What to work on: Copy exactly the lines of the records below, and only those lines, beginning with the line that contains "was checked above." and ending with the line that contains "let mut suffix = 1;".

Material for this exercise:
● ● ● ●
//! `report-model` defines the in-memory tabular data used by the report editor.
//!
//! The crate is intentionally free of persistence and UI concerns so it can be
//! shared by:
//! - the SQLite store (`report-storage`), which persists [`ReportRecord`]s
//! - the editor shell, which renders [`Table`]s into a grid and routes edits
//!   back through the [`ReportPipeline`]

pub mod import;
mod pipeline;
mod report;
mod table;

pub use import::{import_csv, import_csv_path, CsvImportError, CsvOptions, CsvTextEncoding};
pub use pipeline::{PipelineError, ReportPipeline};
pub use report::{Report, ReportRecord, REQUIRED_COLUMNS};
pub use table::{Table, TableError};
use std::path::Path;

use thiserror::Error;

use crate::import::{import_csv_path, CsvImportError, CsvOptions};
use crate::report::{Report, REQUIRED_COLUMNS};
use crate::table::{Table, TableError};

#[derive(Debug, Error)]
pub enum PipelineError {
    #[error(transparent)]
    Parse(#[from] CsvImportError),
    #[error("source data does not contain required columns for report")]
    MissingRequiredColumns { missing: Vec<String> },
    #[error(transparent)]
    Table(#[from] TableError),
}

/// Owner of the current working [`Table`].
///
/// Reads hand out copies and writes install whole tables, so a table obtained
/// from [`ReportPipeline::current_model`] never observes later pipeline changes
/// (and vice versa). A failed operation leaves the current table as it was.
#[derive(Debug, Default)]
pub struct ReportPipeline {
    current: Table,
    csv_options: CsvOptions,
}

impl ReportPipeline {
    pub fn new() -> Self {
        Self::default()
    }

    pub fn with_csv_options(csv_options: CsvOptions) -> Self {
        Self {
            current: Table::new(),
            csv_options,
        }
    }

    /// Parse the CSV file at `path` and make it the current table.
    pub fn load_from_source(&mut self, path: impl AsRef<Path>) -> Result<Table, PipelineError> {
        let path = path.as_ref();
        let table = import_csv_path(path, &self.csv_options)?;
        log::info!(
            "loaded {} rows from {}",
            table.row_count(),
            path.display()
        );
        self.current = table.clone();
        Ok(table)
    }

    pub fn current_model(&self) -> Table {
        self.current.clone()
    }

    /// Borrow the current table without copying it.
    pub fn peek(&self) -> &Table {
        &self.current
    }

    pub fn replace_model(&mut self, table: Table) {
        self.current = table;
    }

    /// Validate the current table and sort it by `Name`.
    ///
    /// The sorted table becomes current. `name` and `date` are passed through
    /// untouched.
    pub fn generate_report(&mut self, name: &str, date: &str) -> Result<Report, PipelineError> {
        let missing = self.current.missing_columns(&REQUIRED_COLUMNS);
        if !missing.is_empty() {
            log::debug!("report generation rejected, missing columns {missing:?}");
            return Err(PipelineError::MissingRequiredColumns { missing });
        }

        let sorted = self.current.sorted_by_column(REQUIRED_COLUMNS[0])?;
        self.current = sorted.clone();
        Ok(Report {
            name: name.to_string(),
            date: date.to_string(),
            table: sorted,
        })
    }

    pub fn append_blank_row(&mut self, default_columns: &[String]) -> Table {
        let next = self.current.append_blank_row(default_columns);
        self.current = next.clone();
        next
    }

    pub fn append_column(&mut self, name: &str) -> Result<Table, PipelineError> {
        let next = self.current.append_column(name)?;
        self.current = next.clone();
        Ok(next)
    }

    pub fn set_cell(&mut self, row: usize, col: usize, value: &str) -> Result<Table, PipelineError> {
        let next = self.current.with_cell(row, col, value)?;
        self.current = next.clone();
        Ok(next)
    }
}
● ● ● ●
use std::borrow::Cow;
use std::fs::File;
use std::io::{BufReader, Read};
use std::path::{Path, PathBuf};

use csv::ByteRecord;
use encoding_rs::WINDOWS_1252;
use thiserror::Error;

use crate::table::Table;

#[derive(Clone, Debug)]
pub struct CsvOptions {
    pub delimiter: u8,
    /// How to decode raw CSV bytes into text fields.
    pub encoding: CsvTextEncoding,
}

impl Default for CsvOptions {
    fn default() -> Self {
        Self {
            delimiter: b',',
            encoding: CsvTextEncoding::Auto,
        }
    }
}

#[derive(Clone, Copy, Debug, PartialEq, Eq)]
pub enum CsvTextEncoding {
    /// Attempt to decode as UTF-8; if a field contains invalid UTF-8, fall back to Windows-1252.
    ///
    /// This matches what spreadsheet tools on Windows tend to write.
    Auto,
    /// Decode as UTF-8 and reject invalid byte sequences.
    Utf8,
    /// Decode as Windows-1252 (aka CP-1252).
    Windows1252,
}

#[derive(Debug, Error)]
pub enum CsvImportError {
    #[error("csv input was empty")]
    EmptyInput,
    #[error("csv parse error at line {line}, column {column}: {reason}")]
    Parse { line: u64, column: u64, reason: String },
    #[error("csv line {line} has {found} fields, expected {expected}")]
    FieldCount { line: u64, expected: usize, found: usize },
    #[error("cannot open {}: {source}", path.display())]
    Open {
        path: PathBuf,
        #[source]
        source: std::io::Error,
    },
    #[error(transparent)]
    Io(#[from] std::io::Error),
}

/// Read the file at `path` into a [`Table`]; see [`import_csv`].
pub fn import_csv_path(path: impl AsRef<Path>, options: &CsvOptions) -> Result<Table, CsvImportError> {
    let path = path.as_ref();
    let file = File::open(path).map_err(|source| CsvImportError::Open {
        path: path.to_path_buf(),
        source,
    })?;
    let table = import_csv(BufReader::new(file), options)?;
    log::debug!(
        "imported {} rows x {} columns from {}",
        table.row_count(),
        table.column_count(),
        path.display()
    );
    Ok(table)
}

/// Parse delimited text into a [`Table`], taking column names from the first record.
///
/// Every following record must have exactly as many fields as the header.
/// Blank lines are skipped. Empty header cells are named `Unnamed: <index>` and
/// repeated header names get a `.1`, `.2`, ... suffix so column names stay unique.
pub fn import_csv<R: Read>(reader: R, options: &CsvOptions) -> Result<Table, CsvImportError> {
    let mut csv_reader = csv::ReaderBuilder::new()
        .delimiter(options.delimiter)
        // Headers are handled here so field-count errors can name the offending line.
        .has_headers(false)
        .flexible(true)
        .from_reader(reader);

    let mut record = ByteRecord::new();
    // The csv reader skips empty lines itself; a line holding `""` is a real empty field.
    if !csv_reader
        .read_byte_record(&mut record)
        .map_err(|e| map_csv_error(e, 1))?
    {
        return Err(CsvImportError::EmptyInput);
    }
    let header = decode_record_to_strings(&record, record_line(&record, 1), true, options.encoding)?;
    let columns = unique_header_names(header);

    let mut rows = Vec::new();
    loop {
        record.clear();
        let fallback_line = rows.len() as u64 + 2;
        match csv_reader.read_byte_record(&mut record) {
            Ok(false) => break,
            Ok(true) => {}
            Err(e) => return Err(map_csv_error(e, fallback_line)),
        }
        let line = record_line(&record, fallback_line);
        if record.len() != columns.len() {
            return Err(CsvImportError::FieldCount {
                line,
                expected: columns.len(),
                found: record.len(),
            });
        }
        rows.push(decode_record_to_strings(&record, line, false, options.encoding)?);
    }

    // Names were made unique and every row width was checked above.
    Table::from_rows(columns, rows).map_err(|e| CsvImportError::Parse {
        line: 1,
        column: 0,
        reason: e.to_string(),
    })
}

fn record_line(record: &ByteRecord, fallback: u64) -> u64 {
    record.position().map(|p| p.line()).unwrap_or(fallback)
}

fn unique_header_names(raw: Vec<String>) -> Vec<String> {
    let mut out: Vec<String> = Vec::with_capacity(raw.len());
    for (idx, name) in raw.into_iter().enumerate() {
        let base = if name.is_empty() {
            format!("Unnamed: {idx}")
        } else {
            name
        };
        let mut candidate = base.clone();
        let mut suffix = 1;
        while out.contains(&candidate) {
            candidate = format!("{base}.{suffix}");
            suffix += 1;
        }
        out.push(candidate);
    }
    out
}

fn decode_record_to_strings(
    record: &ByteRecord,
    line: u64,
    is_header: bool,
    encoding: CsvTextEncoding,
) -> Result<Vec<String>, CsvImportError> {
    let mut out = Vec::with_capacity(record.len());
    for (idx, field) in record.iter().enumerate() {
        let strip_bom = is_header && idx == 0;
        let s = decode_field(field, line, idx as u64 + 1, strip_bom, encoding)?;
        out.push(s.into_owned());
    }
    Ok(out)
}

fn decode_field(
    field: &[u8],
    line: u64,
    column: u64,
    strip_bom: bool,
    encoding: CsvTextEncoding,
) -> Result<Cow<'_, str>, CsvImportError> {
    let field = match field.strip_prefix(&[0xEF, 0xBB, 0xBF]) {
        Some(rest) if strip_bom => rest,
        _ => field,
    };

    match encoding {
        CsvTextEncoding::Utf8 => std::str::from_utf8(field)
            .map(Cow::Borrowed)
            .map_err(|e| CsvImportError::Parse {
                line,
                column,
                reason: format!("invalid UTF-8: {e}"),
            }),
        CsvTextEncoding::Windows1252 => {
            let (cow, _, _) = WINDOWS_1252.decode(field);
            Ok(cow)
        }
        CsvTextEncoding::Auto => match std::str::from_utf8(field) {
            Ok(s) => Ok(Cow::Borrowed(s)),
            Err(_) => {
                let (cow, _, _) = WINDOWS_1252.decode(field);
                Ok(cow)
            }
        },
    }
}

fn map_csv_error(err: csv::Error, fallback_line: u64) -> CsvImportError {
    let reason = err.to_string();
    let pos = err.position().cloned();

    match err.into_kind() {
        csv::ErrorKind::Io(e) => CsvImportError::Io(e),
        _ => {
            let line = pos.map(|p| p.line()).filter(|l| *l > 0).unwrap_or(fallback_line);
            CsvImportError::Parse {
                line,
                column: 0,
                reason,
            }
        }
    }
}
● ● ● ●
Response:
    // Names were made unique and every row width was checked above.
    Table::from_rows(columns, rows).map_err(|e| CsvImportError::Parse {
        line: 1,
        column: 0,
        reason: e.to_string(),
    })
}

fn record_line(record: &ByteRecord, fallback: u64) -> u64 {
    record.position().map(|p| p.line()).unwrap_or(fallback)
}

fn unique_header_names(raw: Vec<String>) -> Vec<String> {
    let mut out: Vec<String> = Vec::with_capacity(raw.len());
    for (idx, name) in raw.into_iter().enumerate() {
        let base = if name.is_empty() {
            format!("Unnamed: {idx}")
        } else {
            name
        };
        let mut candidate = base.clone();
        let mut suffix = 1;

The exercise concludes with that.